Proyek harus berfokus pada target yang relevan dengan tujuan menyeluruh mereka. Misalnya, jika sebuah proyek restorasi didirikan untuk memperbaiki layanan penyerbukan, maka kelimpahan dan keragaman penyerbuk serangga bisa menjadi metrik kesuksesannya. Seperti yang kita bantah korespondensi dengan jurnal ilmiah Nature, restorasi harus berfokus pada membantu menciptakan ekosistem fungsional dan mandiri yang tahan terhadap perubahan iklim dan memberikan manfaat terukur kepada orang dan juga alam.

Contoh yang sangat baik dari proyek restorasi skala besar yang sukses dengan hasil yang ditargetkan adalah keberlanjutan Brasil Pakta Pemulihan Hutan Atlantik.
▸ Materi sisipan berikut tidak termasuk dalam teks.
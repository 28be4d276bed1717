use std::ffi::c_void;
use std::ptr;
use std::slice;

use tracing::debug;
use windows_sys::Win32::Foundation::{HANDLE, LocalFree};
use windows_sys::Win32::Security::Authorization::ConvertSidToStringSidW;
use windows_sys::Win32::Security::{
    GetTokenInformation, LookupAccountSidW, SID_NAME_USE, TOKEN_QUERY, TOKEN_USER, TokenUser,
};
use windows_sys::Win32::System::Threading::{OpenProcessToken, PROCESS_QUERY_LIMITED_INFORMATION};

use super::handle::OwnedHandle;
use crate::system::owner::qualified_account;

/// Owner of the primary token of `pid`: `DOMAIN\name`, or the string SID
/// when the account cannot be looked up.
pub(super) fn token_owner(pid: u32) -> Option<String> {
    let process = OwnedHandle::open_process(pid, PROCESS_QUERY_LIMITED_INFORMATION)?;

    let mut raw_token: HANDLE = ptr::null_mut();
    // SAFETY: `raw_token` is a writable HANDLE slot.
    if unsafe { OpenProcessToken(process.raw(), TOKEN_QUERY, &mut raw_token) } == 0 {
        return None;
    }
    let token = OwnedHandle::new(raw_token)?;

    let mut needed = 0u32;
    // SAFETY: size query; a null buffer of length 0 is allowed.
    unsafe { GetTokenInformation(token.raw(), TokenUser, ptr::null_mut(), 0, &mut needed) };
    if needed == 0 {
        return None;
    }

    // u64 backing keeps TOKEN_USER aligned.
    let mut buffer = vec![0u64; (needed as usize).div_ceil(8)];
    // SAFETY: `buffer` holds at least `needed` bytes.
    let ok = unsafe {
        GetTokenInformation(
            token.raw(),
            TokenUser,
            buffer.as_mut_ptr().cast(),
            needed,
            &mut needed,
        )
    };
    if ok == 0 {
        return None;
    }
    // SAFETY: on success the buffer starts with a TOKEN_USER whose SID
    // points into the same buffer, which outlives every use below.
    let sid = unsafe { (*buffer.as_ptr().cast::<TOKEN_USER>()).User.Sid };

    account_name(sid).or_else(|| {
        debug!(pid, "account lookup failed, using string SID");
        string_sid(sid)
    })
}

fn account_name(sid: *mut c_void) -> Option<String> {
    let mut name_len = 0u32;
    let mut domain_len = 0u32;
    let mut sid_use: SID_NAME_USE = 0;
    // SAFETY: size query with null buffers.
    unsafe {
        LookupAccountSidW(
            ptr::null(),
            sid,
            ptr::null_mut(),
            &mut name_len,
            ptr::null_mut(),
            &mut domain_len,
            &mut sid_use,
        )
    };
    if name_len == 0 {
        return None;
    }

    let mut name = vec![0u16; name_len as usize];
    let mut domain = vec![0u16; domain_len.max(1) as usize];
    domain_len = domain.len() as u32;
    // SAFETY: both buffers are as long as the lengths passed.
    let ok = unsafe {
        LookupAccountSidW(
            ptr::null(),
            sid,
            name.as_mut_ptr(),
            &mut name_len,
            domain.as_mut_ptr(),
            &mut domain_len,
            &mut sid_use,
        )
    };
    if ok == 0 {
        return None;
    }

    // On success the lengths exclude the terminating NUL.
    let name = String::from_utf16_lossy(&name[..(name_len as usize).min(name.len())]);
    let domain = String::from_utf16_lossy(&domain[..(domain_len as usize).min(domain.len())]);
    qualified_account(&domain, &name)
}

fn string_sid(sid: *mut c_void) -> Option<String> {
    let mut raw: *mut u16 = ptr::null_mut();
    // SAFETY: `raw` receives a LocalAlloc'd string freed below.
    if unsafe { ConvertSidToStringSidW(sid, &mut raw) } == 0 || raw.is_null() {
        return None;
    }
    // SAFETY: the string is NUL-terminated.
    let len = (0..).take_while(|&i| unsafe { *raw.add(i) } != 0).count();
    // SAFETY: `len` units before the terminator are initialised.
    let text = String::from_utf16_lossy(unsafe { slice::from_raw_parts(raw, len) });
    // SAFETY: allocated by ConvertSidToStringSidW with LocalAlloc.
    unsafe { LocalFree(raw.cast()) };
    (!text.is_empty()).then_some(text)
}
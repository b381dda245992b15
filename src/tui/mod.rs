//! Terminal UI components using ratatui

mod terminal;
mod ui;

pub use terminal::Tui;
pub use ui::render;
Ini telah berkomitmen untuk memulihkan 1 juta hektar hutan Atlantik dengan 2020 dan 15 juta hektar oleh 2050.

Proyek ini memiliki tujuan yang jelas. Ini termasuk memulihkan keanekaragaman hayati lokal (untuk konservasi dan penggunaan manusia, termasuk hasil hutan kayu dan non-kayu); meningkatkan kualitas air bagi masyarakat lokal; meningkatkan penyimpanan karbon; dan bahkan menciptakan kebun buah yang dapat dipanen secara lestari atau digunakan untuk menyediakan lebih banyak benih untuk disemai sebagai bagian dari restorasi.

Proyek ini memiliki tujuan sosial yang jelas dan juga ekologis. Ini telah menciptakan lapangan kerja dan peluang pendapatan baru. Masyarakat lokal berkontribusi terhadap pengumpulan dan perbanyakan benih, sementara proyek memberi insentif kepada pemilik lahan untuk mematuhi undang-undang melawan penggundulan hutan. Bagi hutan, ini adalah jenis pendekatan pragmatis yang akan menghasilkan buah paling banyak.

Tentang Penulis

Martin Breed, ARC DECRA Fellow, Akademi Ilmu Pengetahuan China

Andrew Lowe, Guru Besar Biologi Konservasi Tanaman, Chinese Academy of Sciences

Nick Gellie, Kandidat PhD, Akademi Ilmu Pengetahuan China

Peter Mortimer, Associate professor, Chinese Academy of Sciences

Artikel ini awalnya diterbitkan pada Percakapan. Membaca Artikel asli.